- Origin: Lisbon, Portugal
- Genres: Punk rock Hardcore punk Skate punk
- Years active: 1995 – present
- Labels: Música Alternativa Sony Music
- Members: Tiago Afonso Pedro Rosario (Kistos) Rui Costa (Ruka) Tiago Felgueiras (Ganso) Alexandre Morais
- Past members: Cró Orélio Nuno Espirito Santo João Ribas (deceased) Jimmix Rodrigo
- Website: https://www.somostaraperdida.pt/

= Tara Perdida =

Portuguese punk rock band

Tara Perdida is a Portuguese punk rock band. Composed of five members: Tiago Afonso (vocals), Ruka (guitar), Ganso (guitar), Alexandre Morais (bass) and Pedro Rosario (drums), it was originally an underground project, but upon the release of their album, Lambe-Botas in 2008, they have become commercially successful, especially among young generations.

Tara Perdida formed when João Ribas, after leaving Censurados (a pioneering punk band in Portugal) wanted to create another Portuguese punk rock band, and other bandmantes, Ruka and Orélio had the same goal. So they joined, in 1995 and formed Tara Perdida. Since then Tara Perdida has released seven studio albums: Tara Perdida, Só Não Vê Quem Não Quer, É Assim..., Lambe-Botas, Nada a Esconder, Dono do Mundo and Luto.

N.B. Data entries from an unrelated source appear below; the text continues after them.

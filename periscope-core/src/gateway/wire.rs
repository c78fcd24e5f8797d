//! Wire format for the backend HTTP API
//!
//! These structs mirror what the backend actually sends, decoded leniently:
//! unknown fields are ignored, per-entry decode failures are dropped with a
//! debug log so one bad record never poisons a whole poll response, and the
//! envelope version counters are `Option` so a missing field never invents
//! a version.

use serde::de::DeserializeOwned;
use serde::{Deserialize, Deserializer, Serialize};
use std::path::PathBuf;

use crate::types::{opt_string_or_number, ContextSummary, Notification, TaskSummary};

/// Request body for `POST /poll`
#[derive(Debug, Clone, Serialize)]
pub struct PollRequest {
    /// Log version the client already holds; the backend replies with
    /// only-new entries when it supports incremental responses
    pub log_from: u64,
    /// Notification version the client already holds
    pub notifications_from: u64,
    /// Currently selected context id, if any
    pub context: Option<String>,
    /// IANA timezone string, echoed for backend-side formatting
    pub timezone: String,
}

/// One log entry as it appears on the wire.
///
/// Client-side fields (receipt timestamp, provisional flag) are attached
/// at merge time; see [`crate::engine::LogStore`].
#[derive(Debug, Clone, PartialEq, Deserialize)]
pub struct LogItem {
    /// Stable backend-assigned position; absent for append-only entries
    #[serde(default)]
    pub no: Option<u64>,
    /// Stable id (string or number on the wire)
    #[serde(default, deserialize_with = "opt_string_or_number")]
    pub id: Option<String>,
    /// Entry kind tag
    #[serde(rename = "type")]
    pub kind: String,
    #[serde(default)]
    pub heading: Option<String>,
    #[serde(default)]
    pub content: Option<String>,
    /// Structured key/value payload; key order preserved
    #[serde(default)]
    pub kvps: Option<serde_json::Map<String, serde_json::Value>>,
}

/// Response envelope for `POST /poll`
#[derive(Debug, Clone, Default, Deserialize)]
pub struct PollResponse {
    /// Backend asks the client to clear its selected context
    #[serde(default)]
    pub deselect_chat: bool,
    /// Context the backend considers active
    #[serde(default)]
    pub context: Option<String>,
    /// Full roster of contexts (authoritative, replaced each cycle)
    #[serde(default, deserialize_with = "lenient_vec")]
    pub contexts: Vec<ContextSummary>,
    /// Full roster of scheduled tasks (authoritative, replaced each cycle)
    #[serde(default, deserialize_with = "lenient_vec")]
    pub tasks: Vec<TaskSummary>,
    /// New or re-delivered log entries
    #[serde(default, deserialize_with = "lenient_vec")]
    pub logs: Vec<LogItem>,
    /// Identity of the backend log; a change means the log was replaced
    /// wholesale (new session, history cleared)
    #[serde(default)]
    pub log_guid: String,
    /// Backend log version; `None` when the field is missing or malformed
    #[serde(default, deserialize_with = "lenient_version")]
    pub log_version: Option<u64>,
    #[serde(default)]
    pub log_progress: f64,
    #[serde(default)]
    pub log_progress_active: bool,
    #[serde(default)]
    pub paused: bool,
    /// New notifications since `notifications_from`
    #[serde(default, deserialize_with = "lenient_vec")]
    pub notifications: Vec<Notification>,
    /// Identity of the notification stream (decoded, not yet used for gating)
    #[serde(default)]
    pub notifications_guid: String,
    /// Notification stream version; `None` when missing or malformed
    #[serde(default, deserialize_with = "lenient_version")]
    pub notifications_version: Option<u64>,
}

/// A user message on its way to the backend.
#[derive(Debug, Clone)]
pub struct OutgoingMessage {
    /// Client-generated unique id, echoed back by the backend for
    /// optimistic reconciliation
    pub message_id: String,
    pub text: String,
    /// Context to deliver into; `None` lets the backend pick
    pub context: Option<String>,
    /// Local files to upload alongside the text
    pub attachments: Vec<PathBuf>,
}

/// JSON body for `POST /message_async` (no attachments)
#[derive(Debug, Serialize)]
pub(crate) struct SendPayload<'a> {
    pub text: &'a str,
    pub context: Option<&'a str>,
    pub message_id: &'a str,
}

/// Response from `POST /message_async`
#[derive(Debug, Clone, Deserialize)]
pub struct SendResponse {
    #[serde(default)]
    pub message: String,
    /// Context the message was delivered into; adopted by the engine when
    /// it differs from the one used to send
    #[serde(default)]
    pub context: Option<String>,
}

/// Response from `POST /chat_create`
#[derive(Debug, Clone, Deserialize)]
pub struct SessionAck {
    /// Id of the newly created context
    #[serde(rename = "ctxid")]
    pub id: String,
    #[serde(default)]
    pub message: String,
}

/// Response from `POST /pause`
#[derive(Debug, Clone, Deserialize)]
pub(crate) struct PauseAck {
    #[serde(default)]
    pub paused: Option<bool>,
}

/// Decode a JSON array element-by-element, dropping entries that fail.
///
/// The envelope stays usable when the backend ships one malformed record;
/// version counters still come from the (successfully parsed) envelope.
fn lenient_vec<'de, D, T>(deserializer: D) -> Result<Vec<T>, D::Error>
where
    D: Deserializer<'de>,
    T: DeserializeOwned,
{
    let raw = Vec::<serde_json::Value>::deserialize(deserializer)?;
    Ok(raw
        .into_iter()
        .filter_map(|value| match serde_json::from_value::<T>(value) {
            Ok(item) => Some(item),
            Err(e) => {
                tracing::debug!(error = %e, "Dropping malformed entry from poll response");
                None
            }
        })
        .collect())
}

/// Decode a version counter, tolerating a missing or non-integer value.
fn lenient_version<'de, D>(deserializer: D) -> Result<Option<u64>, D::Error>
where
    D: Deserializer<'de>,
{
    let value = Option::<serde_json::Value>::deserialize(deserializer)?;
    Ok(value.as_ref().and_then(serde_json::Value::as_u64))
}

Tara Perdida is probably the most successful surviving Portuguese punk rock band (albeit not as successful as Peste & Sida or even Censurados in their heyday, but these bands disappeared or stopped playing punk), and has on several occasions opened NOFX and The Offspring concerts. A DVD was released in December 2007, featuring a live performance in Almada. A studio album was also
released in the beginning of 2008. The band featured in the opening line-up of the 2008 Lisbon, (Portugal), Super Bock Super Rock festival as guests of Iron Maiden.

On 23 March 2014, vocalist João Ribas dies victim of respiratory infection.
On 22 June 2015, the band released their brand new album titled Luto, the first album with new vocalist Tiago Afonso (Easyway) following the death of João Ribas.